REQUIRED ACTION: The records that follow must be printed exactly as they are.

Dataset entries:
//! # Error Module
//!
//! Error types for the modem driver, built on `thiserror`.
//!
//! Only channel-level failures (discovery, open, write) and bad requests are
//! errors. The outcome of an individual SMS send is carried by
//! [`SendStatus`](crate::sms::SendStatus) instead, so a timed-out or rejected
//! message never aborts a batch.

use thiserror::Error;

/// Result type alias for modem operations.
pub type Result<T> = std::result::Result<T, ModemError>;

/// Main error type for the modem driver.
#[derive(Debug, Error)]
pub enum ModemError {
    /// No enumerated serial port matched the modem fingerprint.
    #[error("{expected} not found. Please connect modem.")]
    PortNotFound { expected: String },

    /// Failed to open serial port.
    #[error("Failed to open serial port '{port_name}': {reason}")]
    PortOpen { port_name: String, reason: String },

    /// Failed to enumerate serial ports.
    #[error("Failed to list serial ports: {0}")]
    PortList(String),

    /// Failed to write to serial port.
    #[error("Failed to write to serial port: {0}")]
    PortWrite(String),

    /// Channel communication error.
    #[error("Channel communication error: {0}")]
    Channel(String),

    /// The caller supplied an unusable request.
    #[error("Invalid request: {0}")]
    InvalidRequest(String),

    /// Configuration file could not be parsed.
    #[error("Failed to parse configuration: {0}")]
    Config(#[from] ron::error::SpannedError),

    /// File I/O error.
    #[error("File I/O error: {0}")]
    FileIo(#[from] std::io::Error),

    /// Invalid configuration.
    #[error("Invalid configuration: {0}")]
    InvalidConfig(String),
}

impl ModemError {
    /// Creates a new port-not-found error for the expected device path.
    #[must_use]
    pub fn port_not_found(expected: impl Into<String>) -> Self {
        Self::PortNotFound {
            expected: expected.into(),
        }
    }

    /// Creates a new port open error.
    #[must_use]
    pub fn port_open(port_name: impl Into<String>, reason: impl Into<String>) -> Self {
        Self::PortOpen {
            port_name: port_name.into(),
            reason: reason.into(),
        }
    }

    /// Creates a new port write error.
    #[must_use]
    pub fn port_write(msg: impl Into<String>) -> Self {
        Self::PortWrite(msg.into())
    }

    /// Creates a new channel error.
    #[must_use]
    pub fn channel(msg: impl Into<String>) -> Self {
        Self::Channel(msg.into())
    }

    /// Creates a new invalid request error.
    #[must_use]
    pub fn invalid_request(msg: impl Into<String>) -> Self {
        Self::InvalidRequest(msg.into())
    }

    /// Creates a new invalid configuration error.
    #[must_use]
    pub fn invalid_config(msg: impl Into<String>) -> Self {
        Self::InvalidConfig(msg.into())
    }
}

EXPECTED ANSWER:
//! # Error Module
//!
//! Error types for the modem driver, built on `thiserror`.
//!
//! Only channel-level failures (discovery, open, write) and bad requests are
//! errors. The outcome of an individual SMS send is carried by
//! [`SendStatus`](crate::sms::SendStatus) instead, so a timed-out or rejected
//! message never aborts a batch.

use thiserror::Error;

/// Result type alias for modem operations.
pub type Result<T> = std::result::Result<T, ModemError>;

/// Main error type for the modem driver.
#[derive(Debug, Error)]
pub enum ModemError {
    /// No enumerated serial port matched the modem fingerprint.
    #[error("{expected} not found. Please connect modem.")]
    PortNotFound { expected: String },

    /// Failed to open serial port.
    #[error("Failed to open serial port '{port_name}': {reason}")]
    PortOpen { port_name: String, reason: String },

    /// Failed to enumerate serial ports.
    #[error("Failed to list serial ports: {0}")]
    PortList(String),

    /// Failed to write to serial port.
    #[error("Failed to write to serial port: {0}")]
    PortWrite(String),

    /// Channel communication error.
    #[error("Channel communication error: {0}")]
    Channel(String),

    /// The caller supplied an unusable request.
    #[error("Invalid request: {0}")]
    InvalidRequest(String),

    /// Configuration file could not be parsed.
    #[error("Failed to parse configuration: {0}")]
    Config(#[from] ron::error::SpannedError),

    /// File I/O error.
    #[error("File I/O error: {0}")]
    FileIo(#[from] std::io::Error),

    /// Invalid configuration.
    #[error("Invalid configuration: {0}")]
    InvalidConfig(String),
}

impl ModemError {
    /// Creates a new port-not-found error for the expected device path.
    #[must_use]
    pub fn port_not_found(expected: impl Into<String>) -> Self {
        Self::PortNotFound {
            expected: expected.into(),
        }
    }

    /// Creates a new port open error.
    #[must_use]
    pub fn port_open(port_name: impl Into<String>, reason: impl Into<String>) -> Self {
        Self::PortOpen {
            port_name: port_name.into(),
            reason: reason.into(),
        }
    }

    /// Creates a new port write error.
    #[must_use]
    pub fn port_write(msg: impl Into<String>) -> Self {
        Self::PortWrite(msg.into())
    }

    /// Creates a new channel error.
    #[must_use]
    pub fn channel(msg: impl Into<String>) -> Self {
        Self::Channel(msg.into())
    }

    /// Creates a new invalid request error.
    #[must_use]
    pub fn invalid_request(msg: impl Into<String>) -> Self {
        Self::InvalidRequest(msg.into())
    }

    /// Creates a new invalid configuration error.
    #[must_use]
    pub fn invalid_config(msg: impl Into<String>) -> Self {
        Self::InvalidConfig(msg.into())
    }
}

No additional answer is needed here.